I'm trying to find a solid licensing scheme using Microsoft's LicenseProvider. My thought is to use asynchronous encryption by ways of RSA (RSACryptoServiceProvider with 2048bit keys). I found this to be pretty easy, but I am unsure how secure the mechanism really is. This isn't for fun and needs to copy-protect a number of products (we're talking ~100 installations) in the US. Expiration date is not needed.

Now, I use a private key to encrypt the license file (.lic). On the customer's computer, the license manager will check the computer's unique ID against the unique ID stored in the .lic file at runtime. Since the product will have the corresponding public key it can decrypt the file. If the IDs match, the license is valid and the program starts.

(BTW the computer ID is a combination of: MAC Address + CPU serial + hard drive serial. So if one of those changes, the license wil need to be renewed)

It's that simple? As I see it, even if you could decrypt the .lic file, you could never encrypt it again because you don't have the private key needed.

Now, other than buying a costly 3rd party solution, cracking and circumventing the licensing DLL, how secure do you find this idea of using RSA+computerID?

(Yes, we're looking into obfuscating the code to make this better)

Thanks for the feedback!

+1  A: 

RSA based licensing is very secure. Unless somebody changes your code (and obfuscating will prevent this), it is impossible to generate licenses using a keygen or to tamper with licenses.

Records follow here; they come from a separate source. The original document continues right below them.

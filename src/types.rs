use serde::{Deserialize, Serialize};
use std::path::PathBuf;
use std::time::SystemTime;

/// The report handed to renderers once a scan has finished.
#[derive(Debug, Clone, PartialEq, Serialize, Deserialize)]
pub struct ScanResults {
    pub scanned_path: String,
    pub totals: Totals,
    pub filters: Filters,
    pub top_dirs: Vec<DirEntry>,
    pub top_types: Vec<TypeEntry>,
    #[serde(skip_serializing_if = "Option::is_none", default)]
    pub largest_files: Option<Vec<FileEntry>>,
    pub skipped: Vec<SkippedPath>,
}

#[derive(Debug, Clone, Copy, Default, PartialEq, Eq, Serialize, Deserialize)]
pub struct Totals {
    pub total_bytes: u64,
    pub file_count: u64,
    pub dir_count: u64,
    pub skipped_paths: u64,
    /// Files that were visited but did not pass the active filters.
    pub filtered_files: u64,
}

#[derive(Debug, Clone, Copy, Default, PartialEq, Eq, Serialize, Deserialize)]
pub struct Filters {
    #[serde(skip_serializing_if = "Option::is_none", default)]
    pub min_size_bytes: Option<u64>,
    #[serde(skip_serializing_if = "Option::is_none", default)]
    pub min_age_days: Option<u64>,
}

#[derive(Debug, Clone, PartialEq, Eq, Serialize, Deserialize)]
pub struct DirEntry {
    pub path: String,
    pub bytes: u64,
}

#[derive(Debug, Clone, PartialEq, Eq, Serialize, Deserialize)]
pub struct TypeEntry {
    pub type_key: String,
    pub bytes: u64,
    pub file_count: u64,
}

#[derive(Debug, Clone, PartialEq, Eq, Serialize, Deserialize)]
pub struct FileEntry {
    pub path: String,
    pub bytes: u64,
}

#[derive(Debug, Clone, PartialEq, Eq, Serialize, Deserialize)]
pub struct SkippedPath {
    pub path: String,
    pub reason: String,
}

/// A counted regular file, produced by the walker and consumed straight away by the collector.
#[derive(Debug, Clone)]
pub struct FileRecord {
    pub path: PathBuf,
    pub size: u64,
    pub modified: Option<SystemTime>,
    pub type_key: String,
}
use crate::types::Totals;
use indicatif::{ProgressBar, ProgressStyle};
use std::path::Path;

/// Redraw at most once per this many visits; indicatif throttles the terminal itself.
const UPDATE_EVERY: u64 = 256;

/// Spinner on stderr showing running totals while a scan is in progress.
pub struct ScanProgress {
    bar: ProgressBar,
    enabled: bool,
    visits: u64,
}

impl ScanProgress {
    pub fn new(enabled: bool) -> Self {
        if !enabled {
            return Self {
                bar: ProgressBar::hidden(),
                enabled: false,
                visits: 0,
            };
        }

        let bar = ProgressBar::new_spinner();
        let style = ProgressStyle::default_spinner()
            .template("{spinner:.green} [{elapsed_precise}] {msg}")
            .unwrap_or_else(|_| ProgressStyle::default_spinner());
        bar.set_style(style);

        Self {
            bar,
            enabled: true,
            visits: 0,
        }
    }

    pub fn update(&mut self, totals: &Totals, current_path: &Path) {
        if !self.enabled {
            return;
        }

        self.visits += 1;
        if self.visits % UPDATE_EVERY != 1 {
            return;
        }

        let current_path = current_path.display().to_string();
        let display_path = truncate_left(&current_path, 60);

        self.bar.set_message(format!(
            "{} files | {} dirs | {} | {}",
            totals.file_count,
            totals.dir_count,
            humansize::format_size(totals.total_bytes, humansize::BINARY),
            display_path
        ));
        self.bar.tick();
    }

    pub fn finish(&self) {
        if self.enabled {
            self.bar.finish_and_clear();
        }
    }
}

/// Keep the last `max` characters of `text`, marking the cut with `...`.
pub fn truncate_left(text: &str, max: usize) -> String {
    let count = text.chars().count();
    if count <= max {
        return text.to_string();
    }

    let keep = max.saturating_sub(3);
    let tail: String = text.chars().skip(count - keep).collect();
    format!("...{}", tail)
}
use sea_orm::{
    ColumnTrait, Condition, EntityTrait, QueryFilter, Select,
    sea_query::{Expr, Func, LikeExpr},
};

/// Case-insensitive substring search across several columns (`OR`-combined).
pub trait ContainsAnyIgnoreCase {
    fn contains_any_ignore_case<C>(self, columns: &[C], needle: &str) -> Self
    where
        C: ColumnTrait;
}

impl<E> ContainsAnyIgnoreCase for Select<E>
where
    E: EntityTrait,
{
    fn contains_any_ignore_case<C>(self, columns: &[C], needle: &str) -> Self
    where
        C: ColumnTrait,
    {
        let pattern = format!("%{}%", escape_like(&needle.to_lowercase()));
        let condition = columns.iter().fold(Condition::any(), |cond, col| {
            cond.add(
                Expr::expr(Func::lower(Expr::col(col.as_column_ref())))
                    .like(LikeExpr::new(pattern.clone()).escape('\\')),
            )
        });
        self.filter(condition)
    }
}

/// Escape LIKE wildcards so user input matches literally.
pub fn escape_like(s: &str) -> String {
    let mut out = String::with_capacity(s.len());
    for c in s.chars() {
        if matches!(c, '%' | '_' | '\\') {
            out.push('\\');
        }
        out.push(c);
    }
    out
}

You should take a look at CryptoLicensing which uses RSA based licensing scheme along with a ready-to-use LicenseProvider derived class. It also supports hardware-locked licenses that you desire.

logicnp
A: 

I have the same type of solution. However, I just wanted to point out the obsfuscating the code does not prevent revesere engineering and hacking, it just makes the job of understanding the revese engineered code much more difficult. Obsfuscating is an important step in this process because without it, it is relatively easy to reverse engineeer the code, locate the security methods, and just make them return successful results (i.e. No need to spend months trying to crack the encryptin key, a hacker would just bypass it).

Steve
A: 

Just for clarification, (which you may have been referring to) you should Sign the data using [provider].SignData([params]) and the to validate the license use [provider].VerifyData([params]). Also not forgetting remove the private key from the key pair you have created.